The other, more complicated thing going on here is that when Darren and I were first married, I put a lot of energy into disengaging from my parents (with the help of a very good therapist). At the time, I was way too involved with them; more than once, Darren learned about something interesting that had happened to me at work, or something that was bothering me, by overhearing me on the phone with my mom. And when my parents had some very serious marital problems, I was my mom's confidante, which helped her a great deal but made me miserable and very, very conflicted.
The wonderful thing about my mother is that I was able to talk to her about needing to put Darren first, that it was important that we establish ourselves as a family unit separate from her and my dad. Since her own in-laws can be a bit overbearing, she understood and was extremely supportive.
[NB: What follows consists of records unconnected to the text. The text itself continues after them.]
//! 提示词构建
//!
//! Builds the instruction sent to the model: a role line, the schema of the
//! single `STUDENT` table, three question/answer examples, the output rule and
//! finally the user's question.
//!
//! The question is interpolated as-is. Nothing in it is escaped, so a question
//! can steer the model; the executor's statement policy is the place to limit
//! what the resulting SQL may do.

/// Role given to the model.
const SYSTEM_INSTRUCTION: &str = "You are an expert SQL translator.";

/// Schema description of the target database.
const SCHEMA_HINT: &str = "The PostgreSQL database contains a table STUDENT with columns:\n\
                           NAME, COURSE, SECTION, MARKS.";

const OUTPUT_RULE: &str = "Only return the SQL query, without explanation or markdown formatting.";

/// Question/answer pairs showing the expected output shape.
pub const FEW_SHOT_EXAMPLES: [(&str, &str); 3] = [
    (
        "How many students are in total?",
        "SELECT COUNT(*) FROM STUDENT;",
    ),
    (
        "Show all students studying Data Science.",
        "SELECT * FROM STUDENT WHERE COURSE = 'Data Science';",
    ),
    (
        "Show students with marks above 90.",
        "SELECT * FROM STUDENT WHERE MARKS > 90;",
    ),
];

/// Formats the full prompt for `question`.
pub fn build_prompt(question: &str) -> String {
    let examples: String = FEW_SHOT_EXAMPLES
        .iter()
        .map(|(q, a)| format!("Q: {}\nA: {}\n\n", q, a))
        .collect();

    format!(
        "{}\n{}\n\nExamples:\n{}{}\nQuestion: {}",
        SYSTEM_INSTRUCTION, SCHEMA_HINT, examples, OUTPUT_RULE, question
    )
}

#[cfg(test)]
mod tests {
    use super::*;

    #[test]
    fn test_prompt_embeds_question_verbatim() {
        let question = "Which students in section 'B' scored > 80? {ignore} \"quotes\"\n";
        let prompt = build_prompt(question);
        assert!(prompt.contains(question));
        assert!(prompt.ends_with(&format!("Question: {}", question)));
    }

    #[test]
    fn test_prompt_contains_schema_and_examples() {
        let prompt = build_prompt("How many courses are there?");
        assert!(prompt.starts_with("You are an expert SQL translator."));
        assert!(prompt.contains("table STUDENT with columns:\nNAME, COURSE, SECTION, MARKS."));
        for (q, a) in FEW_SHOT_EXAMPLES {
            assert!(prompt.contains(&format!("Q: {}\nA: {}", q, a)));
        }
        assert!(prompt.contains(OUTPUT_RULE));
    }

    #[test]
    fn test_prompt_is_deterministic() {
        assert_eq!(build_prompt("Show all students"), build_prompt("Show all students"));
        assert_ne!(build_prompt("a"), build_prompt("b"));
    }

    #[test]
    fn test_empty_question() {
        let prompt = build_prompt("");
        assert!(prompt.ends_with("Question: "));
    }
}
These days, though, I feel as though she's looking for a return to the days of too much intimacy between us, while I am ever more convinced of the primacy of the little family Darren and I have created. And I find myself keeping things from her just because I can; she doesn't know about last week's bleeding episode, for example, nor does she know that I have been feeling the bambina kick since Saturday(!). I will tell her about both when we talk later this week, but there was a time when I would have called her right away.
I don't know how our relationship will evolve once I, too, am a mother, only that it will. And for now I am trying my damndest to be a grownup, to not stomp on her excitement or gripe about her enthusiasm. But consider this fair warning that there may be a goodly number of "guess what my mom did this time" posts in my future.